Of course (1) is debatable. Maybe exact diagnoses for subtle mental health issues might need an in-depth personal assessment. But you don't need to give an exact diagnosis to spot when something is seriously wrong. And, as a lot of it at the moment is dementia-related, it's only going to get more obvious. Compare Trump's speech, gait and stance now with even 2016.

You aren't far off. How about:

1)Proper medical diagnosis, according to the latest guidelines, requires an in-person evaluation by the appropriately trained mental health professional.

2)Such diagnosis and all medical information is confidential.

3)Professionals and Non-professionals alike can observe behavior and form an opinion, but this isn't the same thing as diagnosis and should not be presented or construed as such.

xjx388 12th June 2020 12:46 PM

Quote:

Originally Posted by dann (Post 13123427)
You just don't want to acknowledge reality, do you? On the one hand, you claim that there are psychiatrists who don't understand psychopaths, can't diagnose them because they buy their lies,

I have never claimed such a thing. In fact, that claim came from the article you keep spamming. What I have said is that: IF that's true, that psychiatrists can be fooled by manipulative people, then it calls all of psychiatry into question.
Quote:

and on the other hand, you now claim that there is no psychiatrist who is "not equipped to deal with psychopathy."
This has been my position all along. That is exactly what the medical specialty of psychiatry is all about: dealing with a wide variety of mental health issues.


Quote:

In almost any field you will need special training make you able to deal with specific corners of the more general theme that your educations qualifies you to deal with, and you know that this goes for psychiatrists, too. Can they "take CME courses about it? Sure." Do such courses give them further insight into and help them deal with a certain corner of their general field of competence? Yes, of course they do. That's what they are there for.
:rolleyes: All psychiatrists take this kind of CME. There isn't a specialized group of them that only deal with psychopathy and another group who don't know enough about it to deal with it. Again: Psychiatry is the medical specialty to deal with this. Psychiatry residency and continuing education is the "special training [to] make you able to deal with specific corners of the more general" medical school education.

Quote:

Yes, and since psychopaths are of particular interest to the law, that is why they learn about them in forensic psychiatry:
Your quote does not support your contentions. Forensic psychiatry simply applies the specialized knowledge of psychiatry into law and crime applications. Recidivism, competancy to stand trial, criminal responsibility, etc. It is not, "learn how to spot liars and manipulators so you can spot psychopaths better."

Quote:

"You are simply wrong and it would be nice if you could acknowledge it and stop the personal attacks. I don't think you will, but it would be nice."
I'm right and I haven't made any personal attacks.

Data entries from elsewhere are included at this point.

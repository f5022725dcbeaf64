//! # Features
//!
//! Built-in feature primitives and their registry entries.
//!
//! | name | role |
//! |---|---|
//! | `LoopByCount(steps)` | loop control, repeats its body `steps` times |
//! | `WaitToContinue()` | two-party gate between signal and data threads |
//! | `StackPause(pause_num, pause_ms)` | timed pause with the data thread parked |
//! | `LogFrames()` | data-side frame bookkeeping |
//! | `ZStack(planes)` | moves the z stage one plane per frame |
//!
//! Numeric arguments accept a dotted path into the plan's experiment table.

pub mod args;
mod log_frames;
mod loop_by_count;
mod stack_pause;
mod wait_to_continue;
mod z_stack;

#[cfg(test)]
mod testing;

use feature_engine::FeatureRegistry;

pub use log_frames::LogFrames;
pub use loop_by_count::LoopByCount;
pub use stack_pause::StackPause;
pub use wait_to_continue::WaitToContinue;
pub use z_stack::ZStack;

/// Register every built-in feature
pub fn register_builtin(registry: &mut FeatureRegistry) {
    registry
        .register(loop_by_count::NAME, LoopByCount::from_args)
        .register(wait_to_continue::NAME, WaitToContinue::from_args)
        .register(stack_pause::NAME, StackPause::from_args)
        .register(log_frames::NAME, LogFrames::from_args)
        .register(z_stack::NAME, ZStack::from_args);
}

/// Registry pre-populated with the built-ins
pub fn builtin_registry() -> FeatureRegistry {
    let mut registry = FeatureRegistry::new();
    register_builtin(&mut registry);
    registry
}
//! 配置校验模块
//!
//! 校验规则：
//! - 特征列表非空
//! - 特征名非空
//! - 循环体非空
//! - 分支至少一侧非空
//! - camera_wait_iterations / frame_wait_ms > 0
//! - live_cycles (若设置) > 0

use contracts::{AcquisitionPlan, ContractError, FeatureSpec, PlanElement};

/// 校验采集计划
///
/// 返回第一个遇到的错误，或 Ok(())。
pub fn validate(plan: &AcquisitionPlan) -> Result<(), ContractError> {
    validate_acquisition(plan)?;
    if plan.features.is_empty() {
        return Err(ContractError::config_validation(
            "features",
            "feature list cannot be empty",
        ));
    }
    validate_elements(&plan.features, "features")
}

/// 校验运行参数
fn validate_acquisition(plan: &AcquisitionPlan) -> Result<(), ContractError> {
    let acquisition = &plan.acquisition;

    if acquisition.camera_wait_iterations == 0 {
        return Err(ContractError::config_validation(
            "acquisition.camera_wait_iterations",
            "camera_wait_iterations must be > 0",
        ));
    }
    if acquisition.frame_wait_ms == 0 {
        return Err(ContractError::config_validation(
            "acquisition.frame_wait_ms",
            "frame_wait_ms must be > 0",
        ));
    }
    if acquisition.live_cycles == Some(0) {
        return Err(ContractError::config_validation(
            "acquisition.live_cycles",
            "live_cycles must be > 0 when set",
        ));
    }
    Ok(())
}

/// 递归校验特征列表
fn validate_elements(elements: &[PlanElement], path: &str) -> Result<(), ContractError> {
    for (idx, element) in elements.iter().enumerate() {
        let here = format!("{path}[{idx}]");
        match element {
            PlanElement::Feature(spec) => validate_feature(spec, &here)?,
            PlanElement::Sequence(items) => validate_elements(items, &here)?,
            PlanElement::Loop(group) => {
                if group.body.is_empty() {
                    return Err(ContractError::config_validation(
                        format!("{here}.loop"),
                        format!("loop controlled by '{}' has an empty body", group.control.name),
                    ));
                }
                validate_elements(&group.body, &format!("{here}.loop"))?;
                validate_feature(&group.control, &format!("{here}.control"))?;
            }
            PlanElement::Branch(branch) => {
                validate_feature(&branch.condition, &format!("{here}.branch"))?;
                if branch.on_true.is_empty() && branch.on_false.is_empty() {
                    return Err(ContractError::config_validation(
                        here,
                        format!("branch on '{}' has no arms", branch.condition.name),
                    ));
                }
                validate_elements(&branch.on_true, &format!("{here}.on_true"))?;
                validate_elements(&branch.on_false, &format!("{here}.on_false"))?;
            }
        }
    }
    Ok(())
}

fn validate_feature(spec: &FeatureSpec, path: &str) -> Result<(), ContractError> {
    if spec.name.trim().is_empty() {
        return Err(ContractError::config_validation(
            format!("{path}.name"),
            "feature name cannot be empty",
        ));
    }
    Ok(())
}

xjx388 12th June 2020 12:49 PM

Quote:

Originally Posted by dann (Post 13123433)
No, "psychiatric diagnoses are not bludgeons to use to attack people you don't like." Psychiatric diagnoses are psychiatric diagnoses. They tell us what kind of mental disorder - if any - the person who is diagnosed has. In the case of Trump, he's a psychopath.
Most people tend not to like psychopaths much. Others are enthralled by them. We just happen to be different in that respect.

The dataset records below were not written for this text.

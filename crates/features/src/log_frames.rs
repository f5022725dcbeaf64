//! LogFrames - data-side frame bookkeeping.

use std::sync::atomic::{AtomicU64, Ordering};
use std::sync::Arc;

use contracts::{Feature, FeatureError, FrameId, Microscope, Value};
use feature_engine::FeatureContext;

pub const NAME: &str = "LogFrames";

pub struct LogFrames {
    microscope: Arc<dyn Microscope>,
    frames: AtomicU64,
}

impl LogFrames {
    pub fn new(microscope: Arc<dyn Microscope>) -> Self {
        Self {
            microscope,
            frames: AtomicU64::new(0),
        }
    }

    pub fn from_args(ctx: &FeatureContext, _args: &[Value]) -> Result<Arc<dyn Feature>, FeatureError> {
        Ok(Arc::new(Self::new(ctx.microscope().clone())))
    }

    /// Frames seen so far
    pub fn frames(&self) -> u64 {
        self.frames.load(Ordering::SeqCst)
    }
}

impl Feature for LogFrames {
    fn data_main(&self, frame_ids: &[FrameId]) -> Result<Value, FeatureError> {
        let total = self.frames.fetch_add(frame_ids.len() as u64, Ordering::SeqCst) + frame_ids.len() as u64;
        tracing::info!(
            microscope = self.microscope.name(),
            ?frame_ids,
            total,
            "frames received"
        );
        Ok(Value::from(frame_ids.to_vec()))
    }
}
//! WaitToContinue - two-party gate between the signal and data threads.
//!
//! Whichever side reaches the gate first decides who waits:
//!
//! - Signal first (the usual case: a fast signal side ahead of slow frame
//!   processing): the signal node registers its arrival, the tick's frame is
//!   snapped, and the response wait holds the signal thread until the data
//!   side has consumed that frame and passed the gate.
//! - Data first (the data half of a preceding feature finished early): the
//!   data thread parks until the signal side arrives, then skips every frame
//!   the signal side produced in the meantime.
//!
//! Cleanup and stop release a parked data thread.

use std::sync::{Arc, Condvar, Mutex, MutexGuard, PoisonError};
use std::time::Duration;

use contracts::{Feature, FeatureError, FrameId, NodeConfig, Value};
use feature_engine::{AcquisitionControl, FeatureContext};

pub const NAME: &str = "WaitToContinue";

const PARK_POLL: Duration = Duration::from_millis(50);

#[derive(Debug, Default)]
struct GateState {
    /// Signal arrivals not yet matched by the data side
    signal_ahead: u64,
    data_waiting: bool,
    /// Tick in which the signal side last arrived
    signal_tick: FrameId,
    released: bool,
}

#[derive(Debug)]
pub struct WaitToContinue {
    control: AcquisitionControl,
    state: Mutex<GateState>,
    changed: Condvar,
}

impl WaitToContinue {
    pub fn new(control: AcquisitionControl) -> Self {
        Self {
            control,
            state: Mutex::new(GateState::default()),
            changed: Condvar::new(),
        }
    }

    pub fn from_args(ctx: &FeatureContext, _args: &[Value]) -> Result<Arc<dyn Feature>, FeatureError> {
        Ok(Arc::new(Self::new(ctx.control().clone())))
    }

    fn lock(&self) -> MutexGuard<'_, GateState> {
        self.state.lock().unwrap_or_else(PoisonError::into_inner)
    }

    fn release(&self) {
        let mut state = self.lock();
        state.released = true;
        state.data_waiting = false;
        self.changed.notify_all();
    }
}

impl Feature for WaitToContinue {
    fn node_config(&self) -> NodeConfig {
        NodeConfig::one_step().with_need_response(true)
    }

    fn signal_main(&self) -> Result<Value, FeatureError> {
        let tick = self.control.frame_id();
        let mut state = self.lock();
        state.signal_tick = tick;
        if state.data_waiting {
            state.data_waiting = false;
            self.changed.notify_all();
            tracing::debug!(tick, "signal side released waiting data side");
        } else {
            state.signal_ahead += 1;
            tracing::trace!(tick, "signal side reached gate first");
        }
        Ok(Value::Bool(true))
    }

    fn data_main(&self, frame_ids: &[FrameId]) -> Result<Value, FeatureError> {
        let mut state = self.lock();
        if state.signal_ahead > 0 {
            state.signal_ahead -= 1;
            return Ok(Value::Bool(true));
        }
        if state.released {
            return Ok(Value::Bool(true));
        }

        tracing::debug!(?frame_ids, "data side waiting for signal side");
        state.data_waiting = true;
        while state.data_waiting && !state.released {
            if self.control.is_stopped() {
                state.data_waiting = false;
                return Err(FeatureError::Interrupted);
            }
            state = self
                .changed
                .wait_timeout(state, PARK_POLL)
                .unwrap_or_else(PoisonError::into_inner)
                .0;
        }

        if !state.released {
            let resume_at = state.signal_tick + 1;
            drop(state);
            self.control.skip_frames_before(resume_at);
            tracing::debug!(resume_at, "data side resynchronized");
        }
        Ok(Value::Bool(true))
    }

    fn signal_cleanup(&self) {
        self.release();
    }

    fn data_cleanup(&self) {
        self.release();
    }
}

That's exactly my point: What's a psychopath? Someone who does things most of us don't like. Not a very good definition of mental illness at all; it's very much applying a label to give us a way to write them off.

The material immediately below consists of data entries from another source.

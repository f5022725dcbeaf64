//! StackPause - timed pause between stacks.
//!
//! Signal-only and device-related. For the first `pause_num - 1` entries it
//! parks the data thread, sleeps `pause_ms`, and resumes the data thread; the
//! final entry passes straight through. A stop request cuts the sleep short.

use std::sync::atomic::{AtomicI64, Ordering};
use std::sync::Arc;
use std::time::Duration;

use contracts::{Feature, FeatureError, NodeConfig, Value};
use feature_engine::{AcquisitionControl, FeatureContext};

use crate::args::{count_arg, millis_arg};

pub const NAME: &str = "StackPause";

const PAUSE_ACK_TIMEOUT: Duration = Duration::from_secs(1);

#[derive(Debug)]
pub struct StackPause {
    control: AcquisitionControl,
    remaining: AtomicI64,
    pause: Duration,
}

impl StackPause {
    pub fn new(control: AcquisitionControl, pause_num: i64, pause: Duration) -> Self {
        Self {
            control,
            remaining: AtomicI64::new(pause_num),
            pause,
        }
    }

    /// `StackPause(pause_num, pause_ms)`: literals or parameter paths
    pub fn from_args(ctx: &FeatureContext, args: &[Value]) -> Result<Arc<dyn Feature>, FeatureError> {
        let pause_num = count_arg(ctx, NAME, args, 0, 1)?.value;
        let pause_ms = millis_arg(ctx, NAME, args, 1)?;
        Ok(Arc::new(Self::new(
            ctx.control().clone(),
            pause_num,
            Duration::from_millis(pause_ms),
        )))
    }
}

impl Feature for StackPause {
    fn node_config(&self) -> NodeConfig {
        NodeConfig::one_step().with_device_related(true)
    }

    fn signal_main(&self) -> Result<Value, FeatureError> {
        let remaining = self.remaining.fetch_sub(1, Ordering::SeqCst) - 1;
        if remaining <= 0 || self.pause.is_zero() {
            return Ok(Value::Bool(false));
        }

        tracing::info!(pause_ms = self.pause.as_millis() as u64, remaining, "pausing between stacks");
        self.control.pause_data_thread(PAUSE_ACK_TIMEOUT);
        let completed = self.control.stop_signal().sleep(self.pause);
        self.control.resume_data_thread();

        if !completed {
            tracing::debug!("stack pause interrupted by stop");
        }
        Ok(Value::Bool(completed))
    }
}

Psychopathy is not a mental disorder. At best, it's a collection of personality traits. It has no place in clinical psychiatry and a controversial place in criminal studies.

xjx388 12th June 2020 12:55 PM

Bottom line: When you use "dangerous mental illness" or "psychopath" to describe a politician, you are taking advantage of and perpetuating the negative connotations of those terms.

Trump is a horrible President; a self-centered prick. He has no concern for anyone but himself and his own image. He makes that obvious every day. Why isn't that enough to point out? Why drag an ostensibly noble profession into the fray?